Obituary: Leonard J. Slatkes (1930-2003)
Leonard J. Slatkes, Professor of Art History at Queens College and Distinguished Professor at the Graduate Center of the City University of New York, a leading expert in the field of Dutch art history, died suddenly of a heart attack on August 22 in New York City. He was 73.
Leonard was best known for his many publications on the Dutch followers of Caravaggio. His first book, on Dirck van Baburen, published in 1965, remains the standard work on that artist. In collaboration with the Dutch art historian Albert Blankert, he conceived and wrote the catalogue of the major exhibition on Hendrik Terbrugghen held at Utrecht and Braunschweig in 1986-1987. Leonard also published a complete catalogue of Rembrandt’s paintings in 1992 as well as books on Vermeer (1981, 2nd ed.1996)and catalogues on seventeenth-century Dutch printmakers.
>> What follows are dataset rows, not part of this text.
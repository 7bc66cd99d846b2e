//! Raindrop Sync database layer.
//!
//! One SQLite file holds the native bookmark tree and the key-value store.
//!
//! ```no_run
//! use raindrop_sync::database::Database;
//!
//! let db = Database::open("raindrop-sync.db").expect("failed to open database");
//! let conn = db.connection();
//! ```

pub mod connection;
pub mod migrations;

pub use connection::Database;
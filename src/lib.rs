//! Raindrop Sync: mirrors a Raindrop.io collection tree into the native
//! bookmark tree and keeps it current.
//!
//! This library crate exposes all modules for use by the binary and integration tests.

pub mod app;
pub mod database;
pub mod managers;
pub mod platform;
pub mod rpc_handler;
pub mod services;
pub mod types;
Numerous articles extended his interests to the work of Hieronymus Bosch, Caravaggio’s iconography, the development of nocturnal scenes in painting, and many other subjects. One theme that ties together much of his research is the exchange of artistic ideas between Italy and the Netherlands.
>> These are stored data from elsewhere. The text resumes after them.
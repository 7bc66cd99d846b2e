//! Durable key-value store with a synced and a local tier.
//!
//! The synced tier holds small values (token, watermark, preferences); the
//! local tier holds larger or process-scoped values (id mappings, run markers).

use std::sync::Arc;

use async_trait::async_trait;
use rusqlite::{params, OptionalExtension};
use serde_json::Value;

use crate::database::connection::Database;
use crate::types::errors::StorageError;

/// Storage tier of a key.
#[derive(Debug, Clone, Copy, PartialEq, Eq, Hash)]
pub enum StorageTier {
    Synced,
    Local,
}

impl StorageTier {
    fn as_str(self) -> &'static str {
        match self {
            StorageTier::Synced => "synced",
            StorageTier::Local => "local",
        }
    }
}

/// Asynchronous get/set/remove by key.
#[async_trait]
pub trait KeyValueStore: Send + Sync {
    async fn get(&self, tier: StorageTier, key: &str) -> Result<Option<Value>, StorageError>;
    async fn set(&self, tier: StorageTier, key: &str, value: Value) -> Result<(), StorageError>;
    async fn remove(&self, tier: StorageTier, keys: &[&str]) -> Result<(), StorageError>;
}

/// Key-value store kept in the `kv_store` table, one JSON text value per row.
pub struct SqliteKvStore {
    db: Arc<Database>,
}

impl SqliteKvStore {
    pub fn new(db: Arc<Database>) -> Self {
        Self { db }
    }
}

fn db_err(e: rusqlite::Error) -> StorageError {
    StorageError::DatabaseError(e.to_string())
}

#[async_trait]
impl KeyValueStore for SqliteKvStore {
    async fn get(&self, tier: StorageTier, key: &str) -> Result<Option<Value>, StorageError> {
        let raw: Option<String> = self
            .db
            .connection()
            .query_row(
                "SELECT value FROM kv_store WHERE tier = ?1 AND key = ?2",
                params![tier.as_str(), key],
                |row| row.get(0),
            )
            .optional()
            .map_err(db_err)?;

        match raw {
            Some(text) => serde_json::from_str(&text)
                .map(Some)
                .map_err(|e| StorageError::SerializationError(format!("{}: {}", key, e))),
            None => Ok(None),
        }
    }

    async fn set(&self, tier: StorageTier, key: &str, value: Value) -> Result<(), StorageError> {
        let text = serde_json::to_string(&value)
            .map_err(|e| StorageError::SerializationError(format!("{}: {}", key, e)))?;
        let now = chrono::Utc::now().timestamp();

        self.db
            .connection()
            .execute(
                "INSERT OR REPLACE INTO kv_store (tier, key, value, updated_at) VALUES (?1, ?2, ?3, ?4)",
                params![tier.as_str(), key, text, now],
            )
            .map_err(db_err)?;
        Ok(())
    }

    async fn remove(&self, tier: StorageTier, keys: &[&str]) -> Result<(), StorageError> {
        let conn = self.db.connection();
        for key in keys {
            conn.execute(
                "DELETE FROM kv_store WHERE tier = ?1 AND key = ?2",
                params![tier.as_str(), key],
            )
            .map_err(db_err)?;
        }
        Ok(())
    }
}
Leonard loved to be in The Netherlands. His close ties with the country were formed when he earned his PhD at the University of Utrecht in 1962 under the direction of Jan van Gelder. This followed an MA from Oberlin College received in 1954 and a BFA degree from Syracuase University where he graduated cum laude in1952. Between 1954 and 1956 Leonard served in the US Army at the United Nations Command Military Armistice Commission,Panmunjom, Korea.
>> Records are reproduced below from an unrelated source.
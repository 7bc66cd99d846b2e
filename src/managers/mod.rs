// Raindrop Sync state managers
// Managers own durable state: the native bookmark tree, the key-value store,
// sync metadata and the alarm schedule.

pub mod alarm_manager;
pub mod bookmark_manager;
pub mod kv_store;
pub mod metadata_manager;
Leonard Slatkes was an inspiring teacher as well as a distinguished scholar. After teaching at the University of Chicago and the University of Pittsburgh he joined the faculty of Queens College in 1966 where he remained until his death. He combined his position at Queens with an appointment to the Faculty of the Graduate Center of the City University of New York. Leonard was known for captivating lectures that introduced many students to the delights of art history and attracted a good number to the field of Dutch and Flemish art. His lectures about Honthorst, Terbrugghen,and Baburen opened a window onto a magical world that we did not even know existed. He communicated a deep appreciation of painting that carried over as well into his expertise as a connoisseur, for which he was consulted by art dealers and auction houses such as Christie’s and Sotheby’s. Leonard was a jovial and satirical character, fitting some of the pictures he enjoyed talking and writing about. He is survived by his sister Beverly Wasserman.